>>>

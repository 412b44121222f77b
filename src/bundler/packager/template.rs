//! PyInstaller spec template.
//!
//! Every value substituted here is already a Python literal (see
//! `script::py_str`), so the template is rendered without escaping.

pub const SPEC_TEMPLATE: &str = r#"# -*- mode: python ; coding: utf-8 -*-
# Generated by grp-build for {{name_comment}}{{#if version}} {{version}}{{/if}}. Do not edit.

a = Analysis(
    [{{entry}}],
    pathex=[{{pathex}}],
    binaries=[],
    datas=[
{{#each datas}}        ({{this.source}}, {{this.destination}}),
{{/each}}    ],
    hiddenimports=[
{{#each hidden_imports}}        {{this}},
{{/each}}    ],
    hookspath=[],
    hooksconfig={},
    runtime_hooks=[],
    excludes=[
{{#each excludes}}        {{this}},
{{/each}}    ],
    noarchive=False,
    optimize={{optimize}},
)
pyz = PYZ(a.pure)
{{#if onedir}}
exe = EXE(
    pyz,
    a.scripts,
    [],
    exclude_binaries=True,
    name={{name}},
    debug=False,
    bootloader_ignore_signals=False,
    strip={{strip}},
    upx={{upx}},
    console={{console}},
    disable_windowed_traceback=False,
    argv_emulation=False,
    target_arch=None,
    codesign_identity=None,
    entitlements_file=None,
{{#if icon}}    icon=[{{icon}}],
{{/if}})
coll = COLLECT(
    exe,
    a.binaries,
    a.datas,
    strip={{strip}},
    upx={{upx}},
    upx_exclude=[],
    name={{name}},
)
{{else}}
exe = EXE(
    pyz,
    a.scripts,
    a.binaries,
    a.datas,
    [],
    name={{name}},
    debug=False,
    bootloader_ignore_signals=False,
    strip={{strip}},
    upx={{upx}},
    upx_exclude=[],
    runtime_tmpdir=None,
    console={{console}},
    disable_windowed_traceback=False,
    argv_emulation=False,
    target_arch=None,
    codesign_identity=None,
    entitlements_file=None,
{{#if icon}}    icon=[{{icon}}],
{{/if}})
{{/if}}"#;
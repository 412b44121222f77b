//! External tool detection and availability checking.

use std::path::Path;

/// Query the packager's version with `<program> --version`.
///
/// Returns `None` when the program cannot run or reports failure; the
/// pipeline still proceeds, the version is informational.
pub async fn packager_version(program: &Path) -> Option<String> {
    match tokio::process::Command::new(program)
        .arg("--version")
        .output()
        .await
    {
        Ok(output) if output.status.success() => {
            let version = String::from_utf8_lossy(&output.stdout).trim().to_string();
            log::info!("✓ packager available: {} {}", program.display(), version);
            Some(version)
        }
        Ok(output) => {
            log::warn!(
                "{} --version failed (exit code: {:?}). Stderr: {}",
                program.display(),
                output.status.code(),
                String::from_utf8_lossy(&output.stderr)
            );
            None
        }
        Err(e) => {
            log::warn!(
                "{} found but failed to execute: {}. Check file permissions.",
                program.display(),
                e
            );
            None
        }
    }
}
//! Requirement checks run before anything is deleted.

use super::tool_detection::packager_version;
use crate::{
    bundler::{
        error::{Error, Result},
        packager::locate_packager,
        settings::{BundleMode, Settings},
    },
    cli::OutputManager,
};
use std::path::{Path, PathBuf};

/// What preflight found.
#[derive(Debug)]
pub struct PreflightReport {
    /// Resolved packager executable.
    pub packager: PathBuf,
    /// Version reported by the packager, if it answered.
    pub packager_version: Option<String>,
    /// Optional inputs that are absent.
    pub missing_optional: Vec<PathBuf>,
}

fn display_relative<'a>(settings: &Settings, path: &'a Path) -> std::path::Display<'a> {
    path.strip_prefix(settings.project_dir())
        .unwrap_or(path)
        .display()
}

/// Check the packager and every required input.
///
/// All missing required inputs are collected and reported together as
/// [`Error::MissingInputs`].
pub async fn preflight(settings: &Settings, output: &OutputManager) -> Result<PreflightReport> {
    let program = &settings.packager().program;
    let packager = locate_packager(program, settings.project_dir())?;
    let version = packager_version(&packager).await;
    match &version {
        Some(v) => output.success(&format!("{program} {v}"))?,
        None => output.warn(&format!("{program} found but did not report a version"))?,
    }

    let mut missing = Vec::new();
    let mut check = |path: &Path, is_dir: bool| -> std::io::Result<()> {
        let present = if is_dir { path.is_dir() } else { path.is_file() };
        let suffix = if is_dir { "/" } else { "" };
        if present {
            output.success(&format!("{}{suffix}", display_relative(settings, path)))
        } else {
            missing.push(path.to_path_buf());
            output.error(&format!("{}{suffix} not found", display_relative(settings, path)))
        }
    };

    check(settings.entry(), false)?;
    for file in settings.required_files() {
        check(file, false)?;
    }
    for dir in settings.required_dirs() {
        check(dir, true)?;
    }
    for mapping in settings.data() {
        let source = mapping.source();
        check(source, source.is_dir())?;
    }

    if !missing.is_empty() {
        return Err(Error::MissingInputs(missing));
    }

    let mut missing_optional = Vec::new();
    let mut optional: Vec<(&Path, bool)> = Vec::new();
    if let Some(icon) = settings.icon() {
        optional.push((icon, false));
    }
    if settings.mode() == BundleMode::OneDir {
        let staging = settings.staging();
        optional.extend(staging.extra_files.iter().map(|f| (f.as_path(), false)));
        optional.extend(staging.extra_dirs.iter().map(|d| (d.as_path(), true)));
    }
    for (path, is_dir) in optional {
        let present = if is_dir { path.is_dir() } else { path.is_file() };
        if present {
            output.success(&format!("{} found", display_relative(settings, path)))?;
        } else {
            output.warn(&format!(
                "{} not found, continuing without it",
                display_relative(settings, path)
            ))?;
            missing_optional.push(path.to_path_buf());
        }
    }

    Ok(PreflightReport {
        packager,
        packager_version: version,
        missing_optional,
    })
}

#[cfg(all(test, unix))]
mod tests {
    use super::*;
    use crate::bundler::{PackageSettings, PackagerSettings, SettingsBuilder};
    use std::os::unix::fs::PermissionsExt;

    fn fake_packager(root: &Path) -> PathBuf {
        let path = root.join("fake-packager");
        std::fs::write(&path, "#!/bin/sh\necho 6.11.0\n").unwrap();
        std::fs::set_permissions(&path, std::fs::Permissions::from_mode(0o755)).unwrap();
        path
    }

    fn settings(root: &Path) -> Settings {
        SettingsBuilder::new()
            .project_dir(root)
            .package_settings(PackageSettings {
                name: "A".into(),
                entry: "main.py".into(),
                icon: Some("icon.ico".into()),
                ..Default::default()
            })
            .packager(PackagerSettings {
                program: "./fake-packager".into(),
                args: vec![],
            })
            .required_dirs(vec!["Tools".into()])
            .build()
            .unwrap()
    }

    #[tokio::test]
    async fn collects_all_missing_inputs() {
        let root = tempfile::tempdir().unwrap();
        fake_packager(root.path());

        let err = preflight(&settings(root.path()), &OutputManager::silent())
            .await
            .unwrap_err();

        match err {
            Error::MissingInputs(paths) => {
                assert_eq!(paths.len(), 2);
                assert!(paths[0].ends_with("main.py"));
                assert!(paths[1].ends_with("Tools"));
            }
            other => panic!("unexpected error: {other}"),
        }
    }

    #[tokio::test]
    async fn missing_icon_is_only_a_warning() {
        let root = tempfile::tempdir().unwrap();
        fake_packager(root.path());
        std::fs::write(root.path().join("main.py"), "print('hi')").unwrap();
        std::fs::create_dir(root.path().join("Tools")).unwrap();

        let report = preflight(&settings(root.path()), &OutputManager::silent())
            .await
            .unwrap();

        assert_eq!(report.packager_version.as_deref(), Some("6.11.0"));
        assert_eq!(report.missing_optional.len(), 1);
        assert!(report.missing_optional[0].ends_with("icon.ico"));
    }
}
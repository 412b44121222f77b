//! Builder for constructing Settings.

use super::{
    BundleMode, CleanSettings, PackageSettings, PackagerOptions, PackagerSettings, Settings,
    StagingSettings, Target,
};
use crate::bundler::error::{Context, Error, Result};
use path_absolutize::Absolutize;
use std::path::{Component, Path, PathBuf};

/// Builder for constructing [`Settings`].
///
/// Resolves every relative path against the project directory and rejects
/// values that would make a stage act outside of it.
///
/// # Examples
///
/// ```no_run
/// use grp_build::bundler::{BundleMode, PackageSettings, SettingsBuilder, StagingSettings};
///
/// # fn example() -> grp_build::bundler::Result<()> {
/// let settings = SettingsBuilder::new()
///     .project_dir("/work/rom-patcher")
///     .package_settings(PackageSettings {
///         name: "GRP_v1.0.0".into(),
///         entry: "main.py".into(),
///         ..Default::default()
///     })
///     .mode(BundleMode::OneDir)
///     .staging(StagingSettings {
///         release_dir: Some("Global_ROM_Patcher".into()),
///         ..Default::default()
///     })
///     .build()?;
/// # Ok(())
/// # }
/// ```
#[derive(Default)]
pub struct SettingsBuilder {
    project_dir: Option<PathBuf>,
    package_settings: Option<PackageSettings>,
    mode: BundleMode,
    target: Target,
    options: PackagerOptions,
    packager: PackagerSettings,
    clean: CleanSettings,
    staging: StagingSettings,
    required_files: Vec<PathBuf>,
    required_dirs: Vec<PathBuf>,
}

impl SettingsBuilder {
    /// Creates a new settings builder.
    pub fn new() -> Self {
        Default::default()
    }

    /// Sets the project root.
    ///
    /// # Required
    ///
    /// This field is required for building.
    pub fn project_dir<P: AsRef<Path>>(mut self, path: P) -> Self {
        self.project_dir = Some(path.as_ref().to_path_buf());
        self
    }

    /// Sets package metadata and analysis inputs.
    ///
    /// # Required
    ///
    /// This field is required for building.
    pub fn package_settings(mut self, settings: PackageSettings) -> Self {
        self.package_settings = Some(settings);
        self
    }

    /// Sets the packager layout.
    ///
    /// Default: [`BundleMode::OneFile`]
    pub fn mode(mut self, mode: BundleMode) -> Self {
        self.mode = mode;
        self
    }

    /// Sets the artifact naming target.
    ///
    /// Default: [`Target::Auto`]
    pub fn target(mut self, target: Target) -> Self {
        self.target = target;
        self
    }

    /// Sets packager toggles.
    pub fn options(mut self, options: PackagerOptions) -> Self {
        self.options = options;
        self
    }

    /// Sets the packager executable.
    pub fn packager(mut self, packager: PackagerSettings) -> Self {
        self.packager = packager;
        self
    }

    /// Sets the clean configuration.
    pub fn clean(mut self, clean: CleanSettings) -> Self {
        self.clean = clean;
        self
    }

    /// Sets the onedir staging configuration.
    pub fn staging(mut self, staging: StagingSettings) -> Self {
        self.staging = staging;
        self
    }

    /// Sets files that must exist before the build starts.
    pub fn required_files(mut self, files: Vec<PathBuf>) -> Self {
        self.required_files = files;
        self
    }

    /// Sets directories that must exist before the build starts.
    pub fn required_dirs(mut self, dirs: Vec<PathBuf>) -> Self {
        self.required_dirs = dirs;
        self
    }

    /// Builds the settings.
    ///
    /// # Errors
    ///
    /// Returns an error if `project_dir` or `package_settings` is missing, or
    /// [`Error::Descriptor`] when a value is invalid:
    /// - empty or path-like `name` / `release_dir`
    /// - `version` that is not semantic (a leading `v` is allowed)
    /// - `optimize` above 2
    /// - build or dist directory outside the project, equal to it, or equal
    ///   to each other
    /// - clean patterns that are absolute or contain `..`
    pub fn build(self) -> crate::bundler::Result<Settings> {
        let project_dir = self
            .project_dir
            .context("project_dir is required")?
            .absolutize()
            .map_err(|e| Error::Descriptor(format!("cannot resolve project directory: {e}")))?
            .into_owned();
        let mut package = self
            .package_settings
            .context("package_settings is required")?;

        validate_plain_name("name", &package.name)?;
        if let Some(version) = &package.version {
            validate_version(version)?;
        }
        if package.entry.as_os_str().is_empty() {
            return Err(Error::Descriptor("entry must not be empty".into()));
        }
        if self.options.optimize > 2 {
            return Err(Error::Descriptor(format!(
                "optimize must be 0, 1 or 2 (got {})",
                self.options.optimize
            )));
        }
        if self.packager.program.trim().is_empty() {
            return Err(Error::Descriptor("packager.program must not be empty".into()));
        }

        package.entry = resolve(&project_dir, &package.entry)?;
        package.icon = package
            .icon
            .map(|icon| resolve(&project_dir, &icon))
            .transpose()?;
        for mapping in &mut package.data {
            mapping.source = resolve(&project_dir, &mapping.source)?;
            if mapping.destination.trim().is_empty() {
                mapping.destination = ".".to_string();
            }
        }

        let mut clean = self.clean;
        clean.build_dir = resolve_workspace(&project_dir, "build_dir", &clean.build_dir)?;
        clean.dist_dir = resolve_workspace(&project_dir, "dist_dir", &clean.dist_dir)?;
        if clean.build_dir == clean.dist_dir {
            return Err(Error::Descriptor(
                "clean.build_dir and clean.dist_dir must differ".into(),
            ));
        }
        for pattern in &clean.patterns {
            validate_clean_pattern(pattern)?;
        }

        let mut staging = self.staging;
        if let Some(release) = &staging.release_dir {
            validate_plain_name("release_dir", release)?;
        }
        staging.extra_files = resolve_all(&project_dir, &staging.extra_files)?;
        staging.extra_dirs = resolve_all(&project_dir, &staging.extra_dirs)?;

        let required_files = resolve_all(&project_dir, &self.required_files)?;
        let required_dirs = resolve_all(&project_dir, &self.required_dirs)?;

        Ok(Settings::new(
            package,
            project_dir,
            self.mode,
            self.target,
            self.options,
            self.packager,
            clean,
            staging,
            required_files,
            required_dirs,
        ))
    }
}

fn resolve(root: &Path, path: &Path) -> Result<PathBuf> {
    path.absolutize_from(root)
        .map(|p| p.into_owned())
        .map_err(|e| Error::Descriptor(format!("cannot resolve {}: {e}", path.display())))
}

fn resolve_all(root: &Path, paths: &[PathBuf]) -> Result<Vec<PathBuf>> {
    paths.iter().map(|p| resolve(root, p)).collect()
}

/// Workspaces are deleted recursively, so they must sit strictly below the project.
fn resolve_workspace(root: &Path, field: &str, path: &Path) -> Result<PathBuf> {
    let resolved = resolve(root, path)?;
    if resolved == root || !resolved.starts_with(root) {
        return Err(Error::Descriptor(format!(
            "clean.{field} must be a directory inside {} (got {})",
            root.display(),
            resolved.display()
        )));
    }
    Ok(resolved)
}

/// Clean patterns are joined onto the project directory and may not climb out of it.
fn validate_clean_pattern(pattern: &str) -> Result<()> {
    let path = Path::new(pattern);
    let escapes = path.has_root()
        || path
            .components()
            .any(|c| matches!(c, Component::ParentDir | Component::Prefix(_)));
    if pattern.trim().is_empty() || escapes {
        return Err(Error::Descriptor(format!(
            "clean.patterns entries must be relative to the project and must not contain `..` (got {pattern:?})"
        )));
    }
    Ok(())
}

fn validate_plain_name(field: &str, value: &str) -> Result<()> {
    let trimmed = value.trim();
    if trimmed.is_empty() {
        return Err(Error::Descriptor(format!("{field} must not be empty")));
    }
    if trimmed != value
        || value == "."
        || value == ".."
        || value.contains(['/', '\\'])
    {
        return Err(Error::Descriptor(format!(
            "{field} must be a plain file name (got {value:?})"
        )));
    }
    Ok(())
}

fn validate_version(version: &str) -> Result<()> {
    let bare = version
        .strip_prefix('v')
        .or_else(|| version.strip_prefix('V'))
        .unwrap_or(version);
    semver::Version::parse(bare)
        .map(|_| ())
        .map_err(|e| Error::Descriptor(format!("version {version:?} is not semantic: {e}")))
}

#[cfg(test)]
mod tests {
    use super::*;
    use crate::bundler::DataMapping;

    fn package(name: &str) -> PackageSettings {
        PackageSettings {
            name: name.into(),
            entry: "main.py".into(),
            ..Default::default()
        }
    }

    #[test]
    fn resolves_paths_against_project_dir() {
        let root = tempfile::tempdir().unwrap();
        let mut pkg = package("GRP");
        pkg.icon = Some("assets/icon.ico".into());
        pkg.data = vec![DataMapping::new("Tools", "")];

        let settings = SettingsBuilder::new()
            .project_dir(root.path())
            .package_settings(pkg)
            .build()
            .unwrap();

        let root = root.path().absolutize().unwrap().into_owned();
        assert_eq!(settings.entry(), root.join("main.py"));
        assert_eq!(settings.icon(), Some(root.join("assets/icon.ico").as_path()));
        assert_eq!(settings.data()[0].source(), root.join("Tools"));
        assert_eq!(settings.data()[0].destination(), ".");
        assert_eq!(settings.build_dir(), root.join("build"));
        assert_eq!(settings.dist_dir(), root.join("dist"));
        assert_eq!(settings.spec_path(), root.join("build").join("GRP.spec"));
    }

    #[test]
    fn artifact_path_follows_mode_and_target() {
        let root = tempfile::tempdir().unwrap();
        let onefile = SettingsBuilder::new()
            .project_dir(root.path())
            .package_settings(package("A"))
            .target(Target::Windows)
            .build()
            .unwrap();
        assert!(onefile.artifact_path().ends_with("dist/A.exe"));

        let onedir = SettingsBuilder::new()
            .project_dir(root.path())
            .package_settings(package("A"))
            .target(Target::Unix)
            .mode(BundleMode::OneDir)
            .staging(StagingSettings {
                release_dir: Some("Release".into()),
                ..Default::default()
            })
            .build()
            .unwrap();
        assert!(onedir.bundle_dir().ends_with("dist/A"));
        assert!(onedir.artifact_path().ends_with("dist/Release/A"));
    }

    #[test]
    fn rejects_workspace_outside_project() {
        let root = tempfile::tempdir().unwrap();
        let err = SettingsBuilder::new()
            .project_dir(root.path())
            .package_settings(package("A"))
            .clean(CleanSettings {
                dist_dir: "../elsewhere".into(),
                ..Default::default()
            })
            .build()
            .unwrap_err();
        assert!(matches!(err, Error::Descriptor(ref m) if m.contains("dist_dir")), "{err}");
    }

    #[test]
    fn rejects_project_root_as_workspace() {
        let root = tempfile::tempdir().unwrap();
        let err = SettingsBuilder::new()
            .project_dir(root.path())
            .package_settings(package("A"))
            .clean(CleanSettings {
                build_dir: ".".into(),
                ..Default::default()
            })
            .build()
            .unwrap_err();
        assert!(matches!(err, Error::Descriptor(_)));
    }

    #[test]
    fn rejects_clean_patterns_leaving_project() {
        let root = tempfile::tempdir().unwrap();
        for pattern in ["../*.spec", "sub/../../*.spec", "/tmp/*.spec", ""] {
            let err = SettingsBuilder::new()
                .project_dir(root.path())
                .package_settings(package("A"))
                .clean(CleanSettings {
                    patterns: vec![pattern.into()],
                    ..Default::default()
                })
                .build()
                .unwrap_err();
            assert!(
                matches!(err, Error::Descriptor(ref m) if m.contains("clean.patterns")),
                "pattern {pattern:?}: {err}"
            );
        }

        let ok = SettingsBuilder::new()
            .project_dir(root.path())
            .package_settings(package("A"))
            .clean(CleanSettings {
                patterns: vec!["GRP_*.spec".into(), "specs/*.spec".into()],
                ..Default::default()
            })
            .build();
        assert!(ok.is_ok());
    }

    #[test]
    fn rejects_path_like_names() {
        let root = tempfile::tempdir().unwrap();
        for name in ["", "a/b", "..", " padded"] {
            let result = SettingsBuilder::new()
                .project_dir(root.path())
                .package_settings(package(name))
                .build();
            assert!(result.is_err(), "name {name:?} should be rejected");
        }
    }

    #[test]
    fn version_accepts_leading_v() {
        assert!(validate_version("v1.0.0").is_ok());
        assert!(validate_version("1.2.3-beta.1").is_ok());
        assert!(validate_version("v1.0").is_err());
    }

    #[test]
    fn optimize_above_two_is_rejected() {
        let root = tempfile::tempdir().unwrap();
        let err = SettingsBuilder::new()
            .project_dir(root.path())
            .package_settings(package("A"))
            .options(PackagerOptions {
                optimize: 3,
                ..Default::default()
            })
            .build()
            .unwrap_err();
        assert!(err.to_string().contains("optimize"));
    }
}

<<<

PROBLEM DETAILS:
From the very first line of the records down to the line with "rendered without escaping.", please write out each line exactly, including both ends and no other lines.

RESULT:
repository 412b44121222f77b
filename src/bundler/packager/template.rs
//! PyInstaller spec template.
//!
//! Every value substituted here is already a Python literal (see
//! `script::py_str`), so the template is rendered without escaping.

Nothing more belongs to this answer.